[DATASET RECORDS Boundary: Start]

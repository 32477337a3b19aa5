//! `OrderedMap`: an insertion-ordered hash map over an arena-backed chain.
//!
//! A std `HashMap` indexes each key to the [`SlotHandle`] of its node; the
//! nodes themselves live in an [`Arena`] and are strung together by a
//! [`Chain`] in insertion order.
//!
//! Features:
//! - **Order Preservation**: Iteration order matches first-insertion order.
//!   Re-inserting an existing key updates the value in place.
//! - **Stable Nodes**: A node keeps its slot for as long as the key lives.
//!   Removed nodes are retired, never recycled.
//! - **O(1)** lookup, insertion and removal.

use crate::alloc::{Arena, ArenaConfig, SlotHandle};
use crate::collections::other::chain::{self, Chain, Link};
use core::borrow::Borrow;
use core::fmt;
use core::hash::{BuildHasher, Hash};
use core::iter::FusedIterator;
use core::mem;
use std::collections::hash_map::RandomState;
use std::collections::HashMap;

#[derive(Debug, Clone)]
struct Entry<K, V> {
    key: K,
    value: V,
}

/// A hash map that iterates in insertion order.
///
/// Keys are held twice (index and node), hence `K: Clone` on the write path.
pub struct OrderedMap<K, V, S = RandomState> {
    /// `None` only for [`OrderedMap::zeroed`].
    index: Option<HashMap<K, SlotHandle, S>>,
    chain: Chain<Entry<K, V>>,
    arena: Arena<Link<Entry<K, V>>>,
}

impl<K, V> OrderedMap<K, V, RandomState> {
    /// Creates an empty map. Nothing is allocated until the first insert.
    pub fn new() -> Self {
        Self::with_capacity(0)
    }

    /// Sizes both the hash index and the first arena batch for `capacity` keys.
    pub fn with_capacity(capacity: usize) -> Self {
        Self::with_capacity_and_hasher(capacity, RandomState::new())
    }

    /// Creates an empty map over an arena built from `config`.
    pub fn with_config(config: ArenaConfig) -> Self {
        Self::with_config_and_hasher(config, RandomState::new())
    }
}

impl<K, V, S> OrderedMap<K, V, S> {
    /// Creates an empty map that hashes keys with `hash_builder`.
    pub fn with_hasher(hash_builder: S) -> Self {
        Self::with_capacity_and_hasher(0, hash_builder)
    }

    /// Combination of [`with_capacity`](OrderedMap::with_capacity) and [`with_hasher`](Self::with_hasher).
    pub fn with_capacity_and_hasher(capacity: usize, hash_builder: S) -> Self {
        Self::with_config_and_hasher(ArenaConfig::new(capacity), hash_builder)
    }

    /// Builds the map with an explicit arena config; `config.capacity` also
    /// sizes the hash index.
    pub fn with_config_and_hasher(config: ArenaConfig, hash_builder: S) -> Self {
        Self {
            index: Some(HashMap::with_capacity_and_hasher(
                config.capacity,
                hash_builder,
            )),
            chain: Chain::new(),
            arena: Arena::with_config(config),
        }
    }

    /// A map with no hash index, the analogue of a zero-initialised value.
    ///
    /// Reads behave as on an empty map. [`insert`](Self::insert) panics.
    pub fn zeroed() -> Self {
        Self {
            index: None,
            chain: Chain::new(),
            arena: Arena::new(),
        }
    }

    /// `false` for maps built with [`zeroed`](Self::zeroed).
    pub fn is_indexed(&self) -> bool {
        self.index.is_some()
    }

    /// Number of entries.
    #[inline]
    pub fn len(&self) -> usize {
        self.chain.len()
    }

    /// Returns `true` if the map holds no entries.
    #[inline]
    pub fn is_empty(&self) -> bool {
        self.chain.is_empty()
    }

    /// Node slots the backing arena has allocated, issued or not.
    pub fn capacity(&self) -> usize {
        self.arena.capacity()
    }

    /// Iterates `(key, value)` pairs in insertion order.
    pub fn iter(&self) -> Iter<'_, K, V> {
        Iter {
            inner: self.chain.iter(&self.arena),
        }
    }

    /// Keys in insertion order.
    pub fn keys(&self) -> Keys<'_, K, V> {
        Keys { inner: self.iter() }
    }

    /// Values in insertion order.
    pub fn values(&self) -> Values<'_, K, V> {
        Values { inner: self.iter() }
    }

    /// Copies every value out in insertion order.
    ///
    /// Complexity: O(n) time, O(n) memory.
    pub fn to_values(&self) -> Vec<V>
    where
        V: Clone,
    {
        let mut out = Vec::with_capacity(self.len());
        out.extend(self.values().cloned());
        out
    }

    /// The oldest entry.
    pub fn first(&self) -> Option<(&K, &V)> {
        self.entry_at(self.chain.head())
    }

    /// The newest entry.
    pub fn last(&self) -> Option<(&K, &V)> {
        self.entry_at(self.chain.tail())
    }

    fn entry_at(&self, handle: Option<SlotHandle>) -> Option<(&K, &V)> {
        let entry = self.arena.get(handle?)?.value();
        Some((&entry.key, &entry.value))
    }
}

impl<K, V, S> OrderedMap<K, V, S>
where
    K: Eq + Hash,
    S: BuildHasher,
{
    /// Returns the value stored under `key`.
    ///
    /// Complexity: O(1).
    pub fn get<Q>(&self, key: &Q) -> Option<&V>
    where
        K: Borrow<Q>,
        Q: Hash + Eq + ?Sized,
    {
        let handle = *self.index.as_ref()?.get(key)?;
        self.arena.get(handle).map(|link| &link.value().value)
    }

    /// Mutable access to the value under `key`; the entry keeps its position.
    pub fn get_mut<Q>(&mut self, key: &Q) -> Option<&mut V>
    where
        K: Borrow<Q>,
        Q: Hash + Eq + ?Sized,
    {
        let handle = *self.index.as_ref()?.get(key)?;
        self.arena
            .get_mut(handle)
            .map(|link| &mut link.value_mut().value)
    }

    /// Returns `true` if `key` is present.
    pub fn contains_key<Q>(&self, key: &Q) -> bool
    where
        K: Borrow<Q>,
        Q: Hash + Eq + ?Sized,
    {
        self.index
            .as_ref()
            .is_some_and(|index| index.contains_key(key))
    }

    /// Removes `key`, returning its value. Survivors keep their relative order.
    ///
    /// The node's slot is retired, not handed back to the arena.
    ///
    /// Complexity: O(1).
    pub fn remove<Q>(&mut self, key: &Q) -> Option<V>
    where
        K: Borrow<Q>,
        Q: Hash + Eq + ?Sized,
    {
        let handle = self.index.as_mut()?.remove(key)?;

        match self.chain.retire(&mut self.arena, handle) {
            Ok(entry) => Some(entry.value),
            Err(err) => unreachable!("indexed node {handle} could not be retired: {err}"),
        }
    }
}

impl<K, V, S> OrderedMap<K, V, S>
where
    K: Eq + Hash + Clone,
    S: BuildHasher,
{
    /// Stores `value` under `key`.
    ///
    /// An existing key keeps its position and the previous value is returned.
    /// A new key is appended at the end of the order.
    ///
    /// Complexity: O(1) amortised.
    ///
    /// # Panics
    /// If the map was built with [`zeroed`](Self::zeroed).
    pub fn insert(&mut self, key: K, value: V) -> Option<V> {
        let Some(index) = self.index.as_mut() else {
            #[cfg(feature = "tracing")]
            tracing::error!("insert into an OrderedMap without a hash index");
            panic!("OrderedMap::insert on a map with no hash index; construct it with OrderedMap::new");
        };

        if let Some(&handle) = index.get(&key) {
            let Some(link) = self.arena.get_mut(handle) else {
                unreachable!("indexed node {handle} is not live");
            };
            return Some(mem::replace(&mut link.value_mut().value, value));
        }

        let handle = self.arena.alloc(Link::new(Entry {
            key: key.clone(),
            value,
        }));
        let linked = self.chain.append(&mut self.arena, handle);
        debug_assert!(linked.is_ok(), "fresh node rejected by chain: {linked:?}");

        index.insert(key, handle);
        None
    }
}

/// Removes `key` from `map`.
///
/// A no-op when `map` is `None`, empty, or has no hash index.
pub fn delete<K, V, S, Q>(map: Option<&mut OrderedMap<K, V, S>>, key: &Q)
where
    K: Eq + Hash + Borrow<Q>,
    Q: Hash + Eq + ?Sized,
    S: BuildHasher,
{
    let Some(map) = map else {
        return;
    };
    if map.is_empty() {
        return;
    }
    map.remove(key);
}

impl<K, V> Default for OrderedMap<K, V, RandomState> {
    fn default() -> Self {
        Self::new()
    }
}

impl<K, V, S> fmt::Debug for OrderedMap<K, V, S>
where
    K: fmt::Debug,
    V: fmt::Debug,
{
    fn fmt(&self, f: &mut fmt::Formatter<'_>) -> fmt::Result {
        f.debug_map().entries(self.iter()).finish()
    }
}

impl<K, V, S> Extend<(K, V)> for OrderedMap<K, V, S>
where
    K: Eq + Hash + Clone,
    S: BuildHasher,
{
    fn extend<I: IntoIterator<Item = (K, V)>>(&mut self, iter: I) {
        for (key, value) in iter {
            self.insert(key, value);
        }
    }
}

impl<K, V, S> FromIterator<(K, V)> for OrderedMap<K, V, S>
where
    K: Eq + Hash + Clone,
    S: BuildHasher + Default,
{
    fn from_iter<I: IntoIterator<Item = (K, V)>>(iter: I) -> Self {
        let mut map = Self::with_hasher(S::default());
        map.extend(iter);
        map
    }
}

impl<'a, K, V, S> IntoIterator for &'a OrderedMap<K, V, S> {
    type Item = (&'a K, &'a V);
    type IntoIter = Iter<'a, K, V>;

    fn into_iter(self) -> Self::IntoIter {
        self.iter()
    }
}

/// Iterator returned by [`OrderedMap::iter`].
pub struct Iter<'a, K, V> {
    inner: chain::Iter<'a, Entry<K, V>>,
}

impl<'a, K, V> Iterator for Iter<'a, K, V> {
    type Item = (&'a K, &'a V);

    #[inline]
    fn next(&mut self) -> Option<Self::Item> {
        self.inner
            .next()
            .map(|(_, entry)| (&entry.key, &entry.value))
    }

    fn size_hint(&self) -> (usize, Option<usize>) {
        self.inner.size_hint()
    }
}

impl<K, V> ExactSizeIterator for Iter<'_, K, V> {}
impl<K, V> FusedIterator for Iter<'_, K, V> {}

/// Iterator returned by [`OrderedMap::keys`].
pub struct Keys<'a, K, V> {
    inner: Iter<'a, K, V>,
}

impl<'a, K, V> Iterator for Keys<'a, K, V> {
    type Item = &'a K;

    #[inline]
    fn next(&mut self) -> Option<Self::Item> {
        self.inner.next().map(|(k, _)| k)
    }

    fn size_hint(&self) -> (usize, Option<usize>) {
        self.inner.size_hint()
    }
}

impl<K, V> ExactSizeIterator for Keys<'_, K, V> {}
impl<K, V> FusedIterator for Keys<'_, K, V> {}

/// Iterator returned by [`OrderedMap::values`].
pub struct Values<'a, K, V> {
    inner: Iter<'a, K, V>,
}

impl<'a, K, V> Iterator for Values<'a, K, V> {
    type Item = &'a V;

    #[inline]
    fn next(&mut self) -> Option<Self::Item> {
        self.inner.next().map(|(_, v)| v)
    }

    fn size_hint(&self) -> (usize, Option<usize>) {
        self.inner.size_hint()
    }
}

impl<K, V> ExactSizeIterator for Values<'_, K, V> {}
impl<K, V> FusedIterator for Values<'_, K, V> {}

[DATASET RECORDS Boundary: End]

## EXERCISE
Every line in the records above with "crate" in it adds one to the count; give that count and nothing else.

## WRITTEN SOLUTION
2